Recorded information section start

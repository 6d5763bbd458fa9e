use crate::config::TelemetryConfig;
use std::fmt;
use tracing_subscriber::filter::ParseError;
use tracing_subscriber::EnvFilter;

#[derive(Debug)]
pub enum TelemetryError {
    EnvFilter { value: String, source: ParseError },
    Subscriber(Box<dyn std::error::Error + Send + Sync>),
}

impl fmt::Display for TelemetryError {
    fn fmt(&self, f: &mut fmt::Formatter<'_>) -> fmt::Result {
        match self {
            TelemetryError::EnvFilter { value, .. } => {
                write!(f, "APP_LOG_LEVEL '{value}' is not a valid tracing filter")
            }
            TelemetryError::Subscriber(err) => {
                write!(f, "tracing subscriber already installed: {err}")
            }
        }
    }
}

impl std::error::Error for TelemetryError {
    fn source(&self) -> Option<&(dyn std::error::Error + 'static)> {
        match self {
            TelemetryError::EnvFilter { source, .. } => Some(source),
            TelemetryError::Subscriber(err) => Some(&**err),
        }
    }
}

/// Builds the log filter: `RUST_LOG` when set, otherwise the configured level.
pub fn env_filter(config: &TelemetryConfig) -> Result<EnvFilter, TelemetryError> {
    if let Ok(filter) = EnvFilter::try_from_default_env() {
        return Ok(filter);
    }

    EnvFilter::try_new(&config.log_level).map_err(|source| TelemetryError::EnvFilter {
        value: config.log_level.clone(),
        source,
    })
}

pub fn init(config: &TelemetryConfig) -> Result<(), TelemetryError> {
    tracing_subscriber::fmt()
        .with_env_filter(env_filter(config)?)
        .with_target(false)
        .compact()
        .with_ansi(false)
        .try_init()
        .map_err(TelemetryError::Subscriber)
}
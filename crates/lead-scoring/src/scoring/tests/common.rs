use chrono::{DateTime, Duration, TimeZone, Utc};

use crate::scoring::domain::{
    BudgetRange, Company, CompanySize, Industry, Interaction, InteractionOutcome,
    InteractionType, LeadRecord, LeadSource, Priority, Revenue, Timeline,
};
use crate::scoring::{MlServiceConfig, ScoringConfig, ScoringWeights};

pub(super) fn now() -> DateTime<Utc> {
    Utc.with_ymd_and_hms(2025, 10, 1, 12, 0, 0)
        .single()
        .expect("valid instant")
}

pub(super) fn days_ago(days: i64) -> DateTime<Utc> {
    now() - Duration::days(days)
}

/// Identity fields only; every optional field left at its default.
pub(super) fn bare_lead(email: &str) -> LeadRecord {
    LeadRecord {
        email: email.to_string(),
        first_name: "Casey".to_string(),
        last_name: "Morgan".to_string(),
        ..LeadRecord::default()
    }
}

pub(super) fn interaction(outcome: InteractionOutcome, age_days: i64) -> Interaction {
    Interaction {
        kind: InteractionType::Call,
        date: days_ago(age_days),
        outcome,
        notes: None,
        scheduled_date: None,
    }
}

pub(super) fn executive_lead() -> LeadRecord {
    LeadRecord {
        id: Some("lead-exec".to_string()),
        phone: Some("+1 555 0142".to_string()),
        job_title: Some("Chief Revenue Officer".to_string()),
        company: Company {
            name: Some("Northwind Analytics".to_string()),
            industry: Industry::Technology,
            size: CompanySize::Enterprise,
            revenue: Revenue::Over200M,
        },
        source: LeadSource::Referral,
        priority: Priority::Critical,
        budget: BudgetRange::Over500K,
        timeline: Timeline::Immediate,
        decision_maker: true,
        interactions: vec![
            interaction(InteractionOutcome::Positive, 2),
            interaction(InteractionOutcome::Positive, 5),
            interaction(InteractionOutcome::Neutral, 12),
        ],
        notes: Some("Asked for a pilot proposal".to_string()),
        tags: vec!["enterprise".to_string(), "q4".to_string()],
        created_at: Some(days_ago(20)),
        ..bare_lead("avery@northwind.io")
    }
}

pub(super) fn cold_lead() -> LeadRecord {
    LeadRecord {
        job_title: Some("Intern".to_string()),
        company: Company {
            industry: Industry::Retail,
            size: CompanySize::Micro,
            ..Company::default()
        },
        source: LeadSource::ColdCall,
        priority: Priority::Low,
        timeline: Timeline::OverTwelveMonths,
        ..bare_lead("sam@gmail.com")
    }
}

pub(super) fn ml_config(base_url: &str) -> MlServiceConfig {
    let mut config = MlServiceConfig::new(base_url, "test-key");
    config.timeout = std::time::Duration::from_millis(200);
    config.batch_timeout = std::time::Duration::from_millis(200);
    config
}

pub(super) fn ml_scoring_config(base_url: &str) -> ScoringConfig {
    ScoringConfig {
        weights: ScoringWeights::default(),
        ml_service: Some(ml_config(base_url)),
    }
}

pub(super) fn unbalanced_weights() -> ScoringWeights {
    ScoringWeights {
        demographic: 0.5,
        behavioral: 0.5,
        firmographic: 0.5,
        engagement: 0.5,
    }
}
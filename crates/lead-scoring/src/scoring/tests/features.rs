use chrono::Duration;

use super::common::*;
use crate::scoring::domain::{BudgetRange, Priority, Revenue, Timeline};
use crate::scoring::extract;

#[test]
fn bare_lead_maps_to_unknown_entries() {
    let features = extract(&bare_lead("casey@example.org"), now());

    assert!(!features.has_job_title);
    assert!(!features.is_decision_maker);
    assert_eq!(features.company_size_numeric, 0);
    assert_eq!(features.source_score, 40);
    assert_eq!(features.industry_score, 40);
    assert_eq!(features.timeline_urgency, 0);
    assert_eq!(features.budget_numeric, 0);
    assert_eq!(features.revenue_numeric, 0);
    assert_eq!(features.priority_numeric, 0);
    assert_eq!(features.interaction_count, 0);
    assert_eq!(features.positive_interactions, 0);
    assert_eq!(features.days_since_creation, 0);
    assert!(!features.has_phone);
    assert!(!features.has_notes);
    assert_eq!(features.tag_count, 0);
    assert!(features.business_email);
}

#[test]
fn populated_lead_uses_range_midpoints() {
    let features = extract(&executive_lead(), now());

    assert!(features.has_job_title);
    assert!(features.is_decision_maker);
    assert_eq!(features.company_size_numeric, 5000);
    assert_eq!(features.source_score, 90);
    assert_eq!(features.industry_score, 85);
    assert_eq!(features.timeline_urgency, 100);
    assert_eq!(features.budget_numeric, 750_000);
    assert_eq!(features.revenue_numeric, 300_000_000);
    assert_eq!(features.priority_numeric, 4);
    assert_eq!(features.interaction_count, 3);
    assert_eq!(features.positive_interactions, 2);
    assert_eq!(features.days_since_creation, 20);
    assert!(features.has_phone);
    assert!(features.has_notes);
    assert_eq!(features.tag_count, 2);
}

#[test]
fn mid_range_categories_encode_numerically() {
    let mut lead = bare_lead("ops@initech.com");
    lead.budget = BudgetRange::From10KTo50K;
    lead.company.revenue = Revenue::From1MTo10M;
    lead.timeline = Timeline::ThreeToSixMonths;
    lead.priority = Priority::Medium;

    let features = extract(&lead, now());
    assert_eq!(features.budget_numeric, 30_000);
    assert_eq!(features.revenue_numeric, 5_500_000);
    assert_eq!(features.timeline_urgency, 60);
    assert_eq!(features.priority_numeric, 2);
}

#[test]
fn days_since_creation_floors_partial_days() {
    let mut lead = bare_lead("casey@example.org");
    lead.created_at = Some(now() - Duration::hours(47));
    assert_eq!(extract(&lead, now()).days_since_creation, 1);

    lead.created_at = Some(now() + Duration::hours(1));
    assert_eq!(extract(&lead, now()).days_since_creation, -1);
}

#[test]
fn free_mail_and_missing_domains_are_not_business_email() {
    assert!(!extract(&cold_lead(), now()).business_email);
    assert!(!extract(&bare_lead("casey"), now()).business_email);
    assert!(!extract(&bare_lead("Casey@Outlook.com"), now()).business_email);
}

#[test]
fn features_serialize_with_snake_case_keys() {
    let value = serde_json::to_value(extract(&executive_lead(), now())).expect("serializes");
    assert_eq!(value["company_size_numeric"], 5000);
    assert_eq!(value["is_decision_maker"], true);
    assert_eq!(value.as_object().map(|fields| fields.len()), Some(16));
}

Recorded information section end

**What the task requires**
All lines from the listing above that include "valid" should be shown.

**Output below**
                write!(f, "APP_LOG_LEVEL '{value}' is not a valid tracing filter")
        .expect("valid instant")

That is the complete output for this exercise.